MATERIAL AND METHODThis study included 45 consecutive patients from the obesity clinic of the Gastric Surgery Discipline, seen between June 2005 and January 2006, chosen according to inclusion and exclusion criteria, who had been referred to bariatric surgery. Inclusion criteria were: adults of both sexes aged between 18 and 75 years, with a BMI equal to or over 40 Kg/m². Exclusion criteria were: having undergone surgery or medical therapy for snoring or OSAHS, more than 10% variation of body weight (gain or loss) between the dates of polysomnography and the physical examination, and using sedative or stimulant drugs. A guided clinical history was taken, and anthropometric measurements were done as follows: height, weight and neck circumference. Baseline polysomnography was done in a specialized clinic. A descriptive analysis of this population was made, as well as a comparative analysis between patients with and with no OSAHS (Student's t test and the X²). The Research Ethics Committee of the institution approved this paper (protocol number 1223/05).
RESULTSThere were 45 patients, 14 male (31.1%) and 31 females (68.9%). Age ranged from 22 to 74 years (mean 46.5 ±10.8 years). The BMI ranged from 40 to 71 kg/m² (mean 49 ±7 kg/m²). The AHI throughout the group ranged from zero to 109.6 events per hour (mean 30.8 ±31.9 events per sleeping hour). The neck circumference ranged from 33 to 58 cm (mean 43.4 ±5.1cm).

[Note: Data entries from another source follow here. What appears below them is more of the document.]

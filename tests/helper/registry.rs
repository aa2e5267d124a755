//! Registry test utilities

use std::collections::HashMap;
use std::sync::Arc;
use std::sync::atomic::{AtomicUsize, Ordering};

use async_trait::async_trait;
use tempfile::TempDir;

use update_check::UpdateChecker;
use update_check::package::PackageName;
use update_check::version::cache::FileCache;
use update_check::version::clock::ManualClock;
use update_check::version::error::RegistryError;
use update_check::version::registry::Registry;

/// Registry returning fixed versions and counting every fetch
#[derive(Default)]
pub struct CountingRegistry {
    versions: HashMap<String, String>,
    calls: AtomicUsize,
}

impl CountingRegistry {
    pub fn new() -> Self {
        Self::default()
    }

    pub fn with_latest(mut self, package: &str, version: &str) -> Self {
        self.versions
            .insert(package.to_string(), version.to_string());
        self
    }

    pub fn calls(&self) -> usize {
        self.calls.load(Ordering::SeqCst)
    }
}

#[async_trait]
impl Registry for CountingRegistry {
    async fn fetch_latest(
        &self,
        package: &PackageName,
        dist_tag: &str,
    ) -> Result<String, RegistryError> {
        self.calls.fetch_add(1, Ordering::SeqCst);
        self.versions
            .get(&package.full_name())
            .cloned()
            .ok_or_else(|| RegistryError::DistTagNotFound {
                package: package.full_name(),
                dist_tag: dist_tag.to_string(),
            })
    }
}

/// Create a checker over `registry` with a file cache in a fresh temp dir
pub fn create_test_checker(
    registry: Arc<dyn Registry>,
    clock: Arc<ManualClock>,
) -> (TempDir, UpdateChecker) {
    let temp_dir = TempDir::new().unwrap();
    let storage = Arc::new(FileCache::new(temp_dir.path().join("update-check")));
    let checker = UpdateChecker::new(registry, storage, clock);

    (temp_dir, checker)
}
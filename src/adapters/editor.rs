//! Editor-native adapter: writes the payload into the host's own MCP config
//! store. The store entry keeps the unresolved placeholders and the `inputs`
//! list; the host prompts for them itself.

use super::{InstallOutcome, InstallRequest, TargetAdapter};
use crate::compiler::InstallCommandPayload;
use crate::error::Result;
use crate::store::{McpConfigStore, StoreDelta};
use serde_json::Value;

pub struct EditorAdapter {
    store: Box<dyn McpConfigStore>,
}

impl EditorAdapter {
    pub fn new(store: Box<dyn McpConfigStore>) -> Self {
        Self { store }
    }
}

/// The compiled payload serialized as-is, minus the name (the store keys on it).
fn store_entry(payload: &InstallCommandPayload) -> Result<Value> {
    let mut entry = serde_json::to_value(payload)?;
    if let Some(obj) = entry.as_object_mut() {
        obj.remove("name");
    }
    Ok(entry)
}

impl TargetAdapter for EditorAdapter {
    fn id(&self) -> &'static str {
        "editor"
    }

    fn install(&mut self, request: &InstallRequest) -> Result<InstallOutcome> {
        let payload = request.payload;
        payload.validate()?;
        let outcome = self.store.apply(StoreDelta::Upsert {
            name: payload.name.clone(),
            entry: store_entry(payload)?,
        })?;
        let _ = outcome.conflicted; // reported by the store itself
        Ok(InstallOutcome {
            success: true,
            manual_command: None,
        })
    }

    fn manual_command(&self, masked: &InstallCommandPayload) -> String {
        // no CLI involved; the closest manual step is the claude CLI command
        super::claude::ClaudeCliAdapter::default().manual_command(masked)
    }
}

#[cfg(test)]
mod tests {
    use super::*;
    use crate::compiler::compile_package;
    use crate::descriptor::normalize;
    use crate::store::JsonFileStore;
    use serde_json::json;

    #[test]
    fn test_editor_adapter_writes_store_entry() {
        let dir = tempfile::tempdir().unwrap();
        let path = dir.path().join("mcp.json");
        let mut adapter =
            EditorAdapter::new(Box::new(JsonFileStore::open(&path).unwrap()));

        let server = normalize(&json!({
            "name": "gh",
            "packages": [{
                "identifier": "srv", "registry_type": "npm",
                "environment_variables": [{"name": "TOKEN", "is_secret": true}]
            }]
        }));
        let payload = compile_package(&server, &server.packages[0]).unwrap();
        let resolved = payload.clone();
        let masked = payload.masked();

        let outcome = adapter
            .install(&InstallRequest {
                payload: &payload,
                resolved: &resolved,
                masked: &masked,
            })
            .unwrap();
        assert!(outcome.success);

        let config: Value =
            serde_json::from_str(&std::fs::read_to_string(&path).unwrap()).unwrap();
        let entry = &config["servers"]["gh"];
        assert_eq!(entry["command"], "npx");
        // placeholders and inputs are preserved for the host to resolve
        assert_eq!(entry["env"]["TOKEN"], "${input:TOKEN}");
        assert_eq!(entry["inputs"][0]["id"], "TOKEN");
        assert!(entry.get("name").is_none());
    }

    #[test]
    fn test_remote_entry_has_url_not_command() {
        let dir = tempfile::tempdir().unwrap();
        let path = dir.path().join("mcp.json");
        let mut adapter =
            EditorAdapter::new(Box::new(JsonFileStore::open(&path).unwrap()));

        let server = normalize(&json!({
            "name": "r",
            "remotes": [{"type": "http", "url": "https://x.test/mcp"}]
        }));
        let payload =
            crate::compiler::compile_remote(&server, &server.remotes[0]).unwrap();
        let masked = payload.masked();
        adapter
            .install(&InstallRequest {
                payload: &payload,
                resolved: &payload,
                masked: &masked,
            })
            .unwrap();

        let config: Value =
            serde_json::from_str(&std::fs::read_to_string(&path).unwrap()).unwrap();
        let entry = &config["servers"]["r"];
        assert_eq!(entry["url"], "https://x.test/mcp");
        assert!(entry.get("command").is_none());
    }

    #[test]
    fn test_multiple_headers_accepted_here() {
        // the codex CLI adapter rejects this shape; the editor store does not
        let dir = tempfile::tempdir().unwrap();
        let path = dir.path().join("mcp.json");
        let mut adapter =
            EditorAdapter::new(Box::new(JsonFileStore::open(&path).unwrap()));

        let server = normalize(&json!({
            "name": "r",
            "remotes": [{
                "type": "http", "url": "https://x.test/mcp",
                "headers": [
                    {"name": "Authorization", "value": "Bearer a"},
                    {"name": "X-Extra", "value": "b"}
                ]
            }]
        }));
        let payload =
            crate::compiler::compile_remote(&server, &server.remotes[0]).unwrap();
        let masked = payload.masked();
        let outcome = adapter
            .install(&InstallRequest {
                payload: &payload,
                resolved: &payload,
                masked: &masked,
            })
            .unwrap();
        assert!(outcome.success);
    }
}
//! agentry - compile MCP server descriptors into runnable install
//! configuration and deploy agent skills across AI-agent ecosystems.
//!
//! The descriptor install path is normalizer → placeholder resolver →
//! command compiler → target adapter. The skill install path is source
//! resolver → discovery → multi-agent installer, with the uninstall policy
//! recomputed from disk when skills are removed.

pub mod adapters;
pub mod agents;
pub mod commands;
pub mod compiler;
pub mod descriptor;
pub mod error;
pub mod inputs;
pub mod paths;
pub mod placeholder;
pub mod skills;
pub mod store;

pub use error::{Error, Result};
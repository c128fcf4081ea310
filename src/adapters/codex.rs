//! External CLI adapter for `codex mcp add`, which takes discrete flags.
//!
//! Local mode emits `--env K=V` pairs, a `--` separator, then the command and
//! its arguments. Remote mode is deliberately narrow: at most one header,
//! which must be `Authorization: Bearer <token>`; the token travels to the
//! child process through a generated environment variable referenced by
//! `--bearer-token-env-var`, never on the command line.

use super::{sh_quote, InstallOutcome, InstallRequest, TargetAdapter};
use crate::compiler::InstallCommandPayload;
use crate::error::{Error, Result};
use crate::paths::probe_binary;
use colored::Colorize;
use std::path::PathBuf;
use std::process::{Command, Stdio};

const USER_LOCAL_BINARY: &str = "~/.codex/bin/codex";
const BINARY_NAME: &str = "codex";
const BEARER_VAR_PREFIX: &str = "MCP";
const BEARER_VAR_SUFFIX: &str = "BEARER_TOKEN";

#[derive(Default)]
pub struct CodexCliAdapter;

/// Generated env var name: `MCP_<SANITIZED_UPPER_NAME>_BEARER_TOKEN`.
pub fn bearer_env_var(server_name: &str) -> String {
    let sanitized: String = server_name
        .chars()
        .map(|c| {
            if c.is_ascii_alphanumeric() {
                c.to_ascii_uppercase()
            } else {
                '_'
            }
        })
        .collect();
    format!("{BEARER_VAR_PREFIX}_{sanitized}_{BEARER_VAR_SUFFIX}")
}

/// Argument vector plus extra child environment for one payload.
pub fn build_invocation(
    resolved: &InstallCommandPayload,
) -> Result<(Vec<String>, Vec<(String, String)>)> {
    resolved.validate()?;
    let mut args = vec![
        "mcp".to_string(),
        "add".to_string(),
        resolved.name.clone(),
    ];
    let mut extra_env = Vec::new();

    if let Some(url) = &resolved.url {
        args.push("--url".to_string());
        args.push(url.clone());

        match resolved.headers.as_slice() {
            [] => {}
            [header] => {
                if !header.name.eq_ignore_ascii_case("authorization") {
                    return Err(Error::UnsupportedTransport(format!(
                        "this target only supports an Authorization header, got '{}'",
                        header.name
                    )));
                }
                let token = header
                    .value
                    .get(.."Bearer ".len())
                    .filter(|prefix| prefix.eq_ignore_ascii_case("Bearer "))
                    .map(|_| header.value["Bearer ".len()..].to_string())
                    .ok_or_else(|| {
                        Error::UnsupportedTransport(
                            "this target only supports 'Bearer <token>' Authorization values"
                                .to_string(),
                        )
                    })?;
                let var = bearer_env_var(&resolved.name);
                args.push("--bearer-token-env-var".to_string());
                args.push(var.clone());
                extra_env.push((var, token));
            }
            headers => {
                return Err(Error::UnsupportedTransport(format!(
                    "this target supports at most one header, got {}",
                    headers.len()
                )));
            }
        }
    } else {
        for (key, value) in &resolved.env {
            args.push("--env".to_string());
            args.push(format!("{key}={value}"));
        }
        args.push("--".to_string());
        args.push(resolved.command.clone().unwrap_or_default());
        args.extend(resolved.args.iter().cloned());
    }

    Ok((args, extra_env))
}

impl CodexCliAdapter {
    fn binary(&self) -> Option<PathBuf> {
        probe_binary(USER_LOCAL_BINARY, BINARY_NAME)
    }
}

impl TargetAdapter for CodexCliAdapter {
    fn id(&self) -> &'static str {
        "codex"
    }

    fn install(&mut self, request: &InstallRequest) -> Result<InstallOutcome> {
        let (args, extra_env) = build_invocation(request.resolved)?;
        let manual = self.manual_command(request.masked);

        let binary = self.binary().ok_or_else(|| Error::CliUnavailable {
            binary: BINARY_NAME.to_string(),
            manual_command: manual.clone(),
        })?;

        println!(
            "{} Registering {} via `codex mcp add`...",
            "→".blue().bold(),
            request.resolved.name.bold()
        );
        let status = Command::new(&binary)
            .args(&args)
            .envs(extra_env)
            .stdout(Stdio::inherit())
            .stderr(Stdio::inherit())
            .status()
            .map_err(|_| Error::CliUnavailable {
                binary: BINARY_NAME.to_string(),
                manual_command: manual.clone(),
            })?;

        if status.success() {
            Ok(InstallOutcome {
                success: true,
                manual_command: None,
            })
        } else {
            Ok(InstallOutcome {
                success: false,
                manual_command: Some(manual),
            })
        }
    }

    fn manual_command(&self, masked: &InstallCommandPayload) -> String {
        match build_invocation(masked) {
            Ok((args, extra_env)) => {
                let mut parts: Vec<String> = extra_env
                    .iter()
                    .map(|(k, v)| format!("{k}={}", sh_quote(v)))
                    .collect();
                parts.push(BINARY_NAME.to_string());
                parts.extend(args.iter().map(|a| sh_quote(a)));
                parts.join(" ")
            }
            Err(e) => format!("# not installable via {BINARY_NAME}: {e}"),
        }
    }
}
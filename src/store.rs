//! Editor-native MCP config store.
//!
//! The store is abstracted behind an explicit "apply delta" operation. The
//! file-backed implementation re-reads the file immediately before every
//! write and reports when the store changed underneath it since it was
//! opened, instead of silently overwriting a concurrent change.

use crate::error::Result;
use serde_json::Value;
use std::path::{Path, PathBuf};
use tracing::warn;

#[derive(Debug, Clone, PartialEq)]
pub enum StoreDelta {
    Upsert { name: String, entry: Value },
    Remove { name: String },
}

#[derive(Debug, Clone, Copy, PartialEq, Eq)]
pub struct ApplyOutcome {
    /// The store content changed between open and this apply. The delta was
    /// still applied, onto the fresh state.
    pub conflicted: bool,
}

pub trait McpConfigStore {
    fn apply(&mut self, delta: StoreDelta) -> Result<ApplyOutcome>;
}

pub struct JsonFileStore {
    path: PathBuf,
    /// Raw content observed at open (None when the file did not exist).
    snapshot: Option<String>,
}

impl JsonFileStore {
    pub fn open(path: impl Into<PathBuf>) -> Result<Self> {
        let path = path.into();
        let snapshot = read_optional(&path)?;
        Ok(Self { path, snapshot })
    }

    pub fn path(&self) -> &Path {
        &self.path
    }
}

fn read_optional(path: &Path) -> Result<Option<String>> {
    match std::fs::read_to_string(path) {
        Ok(content) => Ok(Some(content)),
        Err(e) if e.kind() == std::io::ErrorKind::NotFound => Ok(None),
        Err(e) => Err(e.into()),
    }
}

fn apply_delta(config: &mut Value, delta: &StoreDelta) {
    if !config.is_object() {
        *config = serde_json::json!({});
    }
    if config.get("servers").map_or(true, |s| !s.is_object()) {
        config["servers"] = serde_json::json!({});
    }
    if let Some(servers) = config["servers"].as_object_mut() {
        match delta {
            StoreDelta::Upsert { name, entry } => {
                servers.insert(name.clone(), entry.clone());
            }
            StoreDelta::Remove { name } => {
                servers.remove(name);
            }
        }
    }
}

impl McpConfigStore for JsonFileStore {
    fn apply(&mut self, delta: StoreDelta) -> Result<ApplyOutcome> {
        let current = read_optional(&self.path)?;
        let conflicted = current != self.snapshot;
        if conflicted {
            warn!(
                path = %self.path.display(),
                "config store changed since it was opened; applying onto fresh state"
            );
        }

        let mut config: Value = match current.as_deref() {
            Some(content) => serde_json::from_str(content).unwrap_or_else(|_| serde_json::json!({})),
            None => serde_json::json!({}),
        };
        apply_delta(&mut config, &delta);

        if let Some(parent) = self.path.parent() {
            std::fs::create_dir_all(parent)?;
        }
        let output = serde_json::to_string_pretty(&config)?;
        std::fs::write(&self.path, &output)?;
        self.snapshot = Some(output);
        Ok(ApplyOutcome { conflicted })
    }
}
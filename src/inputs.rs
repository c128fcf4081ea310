//! Install inputs and interactive collection.

use crate::error::{Error, Result};
use colored::Colorize;
use serde::Serialize;
use std::collections::HashMap;
use std::io::{BufRead, Write};

/// One value the user must supply before a payload can be executed.
/// Unique by id within a single compiled payload.
#[derive(Debug, Clone, PartialEq, Eq, Serialize)]
pub struct InstallInput {
    pub id: String,
    #[serde(skip_serializing_if = "Option::is_none")]
    pub description: Option<String>,
    #[serde(skip_serializing_if = "std::ops::Not::not")]
    pub password: bool,
}

/// Answer source for input prompts. Tests inject canned answers.
pub trait Prompter {
    /// `None` means the user canceled.
    fn prompt(&mut self, input: &InstallInput) -> Result<Option<String>>;
}

/// Reads answers line-by-line from stdin, prompting on stderr.
pub struct StdinPrompter;

impl Prompter for StdinPrompter {
    fn prompt(&mut self, input: &InstallInput) -> Result<Option<String>> {
        let label = input.description.as_deref().unwrap_or(&input.id);
        let hint = if input.password { " (secret)" } else { "" };
        eprint!("{} {}{}: ", "?".cyan().bold(), label, hint.dimmed());
        std::io::stderr().flush()?;

        let mut line = String::new();
        let read = std::io::stdin().lock().read_line(&mut line)?;
        if read == 0 {
            return Ok(None); // EOF
        }
        let answer = line.trim_end_matches(['\r', '\n']).to_string();
        if answer.is_empty() {
            return Ok(None);
        }
        Ok(Some(answer))
    }
}

/// Collect a value for every input, each id exactly once. A canceled prompt
/// aborts the whole operation with `PlaceholderResolution`.
pub fn collect(
    inputs: &[InstallInput],
    prompter: &mut dyn Prompter,
) -> Result<HashMap<String, String>> {
    let mut values = HashMap::new();
    for input in inputs {
        match prompter.prompt(input)? {
            Some(value) => {
                values.insert(input.id.clone(), value);
            }
            None => {
                return Err(Error::PlaceholderResolution(format!(
                    "no value provided for input '{}'",
                    input.id
                )));
            }
        }
    }
    Ok(values)
}

#[cfg(test)]
pub(crate) struct CannedPrompter {
    pub answers: HashMap<String, String>,
}

#[cfg(test)]
impl Prompter for CannedPrompter {
    fn prompt(&mut self, input: &InstallInput) -> Result<Option<String>> {
        Ok(self.answers.get(&input.id).cloned())
    }
}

All patients were habitual snorers and 48.9% complained of excessive daytime drowsiness.
Ten subjects had an AHI below five events per hour (22.2%) and 35 subjects had an AHI above five events per hour (77.8%). The former group (non-apneic) consisted only of female subjects, and the latter group (apneic) contained 14 male subjects (40%) and 21 female subjects (60%). Age ranged from 44 to 74 years (mean 53.1 ±9.1 years) in the non-apneic group. The BMI ranged from 41.9 to 57.7 Kg/m² (mean 47.8 ±6 Kg/m²). The AHI ranged from zero to five events per hour (general mean 2.96 ±1.6 events per sleeping hour). The neck circumference ranged from 37 to 42cm (mean 39.5 ±2cm). In the group of apneic subjects, age ranged from 22 to 61 years (mean 44.6±10.6 years). The BMI ranged from 40 to 71 Kg/m² (mean 49.8±6,.9 Kg/m²). The AHI ranged from 6.5 to 109.6 events per hour (general mean 38.7±32 events per sleeping hour). Of these patients, 34.3% had mild apnea (AHI between five and 15), 25.7% had moderate apnea (AHI between 15 and 30), and 40% had severe apnea (AHI over 30 events per sleeping hour). The neck circumference ranged from 33 to 58 cm (mean 44.6±5.2cm). A comparison of the clinical features in both groups may be found in Table 1; a comparison between the polysomnographic features is shown in Table 2.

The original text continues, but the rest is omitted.